Fertilising is generally not recommended, as this species is adapted to low-nutrient soils and high fertility disrupts its mycorrhizal relationships. If desired, apply a highly diluted orchid fertiliser at one-quarter strength once during active growth only. Fertilising is generally not recommended, as this species is adapted to low-nutrient soils and high fertility disrupts its mycorrhizal relationships. If desired, apply a highly diluted orchid fertiliser at one-quarter strength once during active growth only. Treat that as sparingly through the growing season between spring through early autumn (roughly March to September); ease off in autumn and stop entirely in the low light of winter.
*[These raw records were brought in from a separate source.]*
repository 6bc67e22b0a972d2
use axum::{extract::State, Json, Router};
use flightdesk_core::PricingRequest;
use serde_json::Value;

use crate::{error::AppError, extract::ApiJson, post_only, state::AppState};

pub fn routes() -> Router<AppState> {
    Router::new()
        .route("/flight_app/price/", post_only(price_flight))
        .route("/flight_app/price", post_only(price_flight))
}

/// Returns the provider's pricing document untouched.
pub async fn price_flight(
    State(state): State<AppState>,
    ApiJson(request): ApiJson<PricingRequest>,
) -> Result<Json<Value>, AppError> {
    let priced = state.pricing.price(&request).await?;
    Ok(Json(priced))
}
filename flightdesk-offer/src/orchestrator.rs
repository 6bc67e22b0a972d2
use flightdesk_core::{
    CoreResult, FlightOffer, Leg, OfferQuery, ProviderClient, ProviderError, SearchRequest,
    TaggedOffer,
};
use serde::Serialize;
use std::sync::Arc;
use tracing::{info, warn};

/// Offers for a search. Round-trip results carry their leg; both shapes
/// serialize as a flat JSON list.
#[derive(Debug, Clone, PartialEq, Serialize)]
#[serde(untagged)]
pub enum SearchResults {
    OneWay(Vec<FlightOffer>),
    RoundTrip(Vec<TaggedOffer>),
}

/// Runs flight searches against the provider.
///
/// The provider has no round-trip search in this workflow, so a round trip
/// is two one-way searches (the return leg with the route reversed) whose
/// results are tagged and concatenated, outbound first.
pub struct SearchOrchestrator {
    provider: Arc<dyn ProviderClient>,
}

impl SearchOrchestrator {
    pub fn new(provider: Arc<dyn ProviderClient>) -> Self {
        Self { provider }
    }

    pub async fn search(&self, request: &SearchRequest) -> CoreResult<SearchResults> {
        let criteria = request.validate()?;
        let outbound = criteria.outbound_query();

        let Some(inbound) = criteria.return_query() else {
            let offers = self.fetch(&outbound).await?;
            info!(
                origin = %criteria.origin,
                destination = %criteria.destination,
                trip_type = %criteria.trip_type,
                offers = offers.len(),
                "Flight search completed"
            );
            return Ok(SearchResults::OneWay(offers));
        };

        // Both legs are independent; the first failure aborts the whole search.
        let (outbound_offers, return_offers) =
            tokio::try_join!(self.fetch(&outbound), self.fetch(&inbound))?;

        info!(
            origin = %criteria.origin,
            destination = %criteria.destination,
            trip_type = %criteria.trip_type,
            outbound = outbound_offers.len(),
            inbound = return_offers.len(),
            "Round-trip search completed"
        );

        let merged = tag_all(outbound_offers, Leg::Outbound)
            .chain(tag_all(return_offers, Leg::Return))
            .collect();
        Ok(SearchResults::RoundTrip(merged))
    }

    async fn fetch(&self, query: &OfferQuery) -> Result<Vec<FlightOffer>, ProviderError> {
        self.provider.search_flight_offers(query).await.map_err(|e| {
            warn!(
                origin = %query.origin,
                destination = %query.destination,
                date = %query.departure_date,
                error = %e,
                "Provider search failed"
            );
            e
        })
    }
}

fn tag_all(offers: Vec<FlightOffer>, leg: Leg) -> impl Iterator<Item = TaggedOffer> {
    offers.into_iter().map(move |offer| offer.tagged(leg))
}
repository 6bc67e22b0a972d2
pub mod amadeus;
pub mod app_config;

pub use amadeus::AmadeusClient;
pub use app_config::{Config, ProviderConfig, ServerConfig};
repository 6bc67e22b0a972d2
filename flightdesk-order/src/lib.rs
pub mod assembler;

pub use assembler::{generate_booking_id, BookingAssembler, BOOKING_ID_PREFIX};
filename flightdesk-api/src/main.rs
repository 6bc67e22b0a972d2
use std::sync::Arc;

use anyhow::Context;
use flightdesk_api::{app, AppState};
use flightdesk_core::ProviderClient;
use flightdesk_infra::{AmadeusClient, Config};
use tracing_subscriber::{layer::SubscriberExt, util::SubscriberInitExt};

#[tokio::main]
async fn main() -> anyhow::Result<()> {
    tracing_subscriber::registry()
        .with(
            tracing_subscriber::EnvFilter::try_from_default_env().unwrap_or_else(|_| {
                "flightdesk_api=debug,flightdesk_offer=debug,tower_http=debug,axum::rejection=trace"
                    .into()
            }),
        )
        .with(tracing_subscriber::fmt::layer())
        .init();

    let config = Config::load().context("Failed to load config")?;
    tracing::info!("Starting Flightdesk API on port {}", config.server.port);

    let provider: Arc<dyn ProviderClient> = Arc::new(
        AmadeusClient::new(&config.provider).context("Failed to build provider client")?,
    );
    let app_state = AppState::new(provider, config.provider.currency.clone());

    let listener = tokio::net::TcpListener::bind((config.server.host.as_str(), config.server.port))
        .await
        .with_context(|| format!("Failed to bind {}:{}", config.server.host, config.server.port))?;
    tracing::info!("Listening on {}", listener.local_addr()?);

    axum::serve(listener, app(app_state))
        .with_graceful_shutdown(shutdown_signal())
        .await
        .context("Server error")?;

    Ok(())
}

async fn shutdown_signal() {
    match tokio::signal::ctrl_c().await {
        Ok(()) => tracing::info!("Shutdown signal received"),
        Err(err) => {
            tracing::error!("Failed to listen for shutdown signal: {}", err);
            std::future::pending::<()>().await;
        }
    }
}
use std::sync::Arc;

use flightdesk_core::ProviderClient;
use flightdesk_offer::{DestinationLookup, PricingAdapter, SearchOrchestrator};
use flightdesk_order::BookingAssembler;

#[derive(Clone)]
pub struct AppState {
    pub search: Arc<SearchOrchestrator>,
    pub pricing: Arc<PricingAdapter>,
    pub destinations: Arc<DestinationLookup>,
    pub bookings: Arc<BookingAssembler>,
}

impl AppState {
    /// Wires every service to the same upstream provider.
    pub fn new(provider: Arc<dyn ProviderClient>, currency: impl Into<String>) -> Self {
        Self {
            search: Arc::new(SearchOrchestrator::new(provider.clone())),
            pricing: Arc::new(PricingAdapter::new(provider.clone(), currency)),
            destinations: Arc::new(DestinationLookup::new(provider)),
            bookings: Arc::new(BookingAssembler::new()),
        }
    }
}
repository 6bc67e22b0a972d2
use axum::extract::FromRequest;

use crate::error::AppError;

/// `axum::Json` with rejections reported as `{"error": "Invalid JSON: ..."}`.
#[derive(Debug, FromRequest)]
#[from_request(via(axum::Json), rejection(AppError))]
pub struct ApiJson<T>(pub T);
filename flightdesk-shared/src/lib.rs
pub mod pii;

pub use pii::Masked;
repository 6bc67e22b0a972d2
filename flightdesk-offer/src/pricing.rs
use flightdesk_core::{CoreResult, PricingRequest, ProviderClient};
use serde_json::Value;
use std::sync::Arc;
use tracing::{info, warn};

/// Confirms the current price of one offer with the provider.
pub struct PricingAdapter {
    provider: Arc<dyn ProviderClient>,
    currency: String,
}

impl PricingAdapter {
    pub fn new(provider: Arc<dyn ProviderClient>, currency: impl Into<String>) -> Self {
        Self {
            provider,
            currency: currency.into(),
        }
    }

    /// The provider's priced payload is returned as-is.
    pub async fn price(&self, request: &PricingRequest) -> CoreResult<Value> {
        let offer = request.offer()?;

        let priced = self
            .provider
            .price_flight_offers(std::slice::from_ref(&offer), &self.currency)
            .await
            .map_err(|e| {
                warn!(offer_id = ?offer.id(), error = %e, "Provider pricing failed");
                e
            })?;

        info!(offer_id = ?offer.id(), currency = %self.currency, "Flight offer priced");
        Ok(priced)
    }
}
What strength of feed for pink fingers orchid?

Half strength is the safe default for pink fingers orchid — houseplant feeds are formulated strong, and the diluted dose is gentler on the roots while still ample for foliage.

What does over-feeding pink fingers orchid look like?

Brown, crispy leaf tips and edges with no sign of underwatering. A white, crusty salt deposit on the soil surface or pot rim. Weak, pale, stretched new growth that flops. Lower leaves yellow and drop while the soil is correctly watered. Feeding pink fingers orchid year-round on a fixed schedule, including dark winter months, is the most common mistake — it cannot use the nutrients in low light and the surplus simply burns the roots and crusts the soil.

Should I flush the soil of pink fingers orchid?

Flush the pot of pink fingers orchid with plain water until it runs freely from the base every couple of months in the feeding season — it washes out the fertiliser salts that cause brown tips.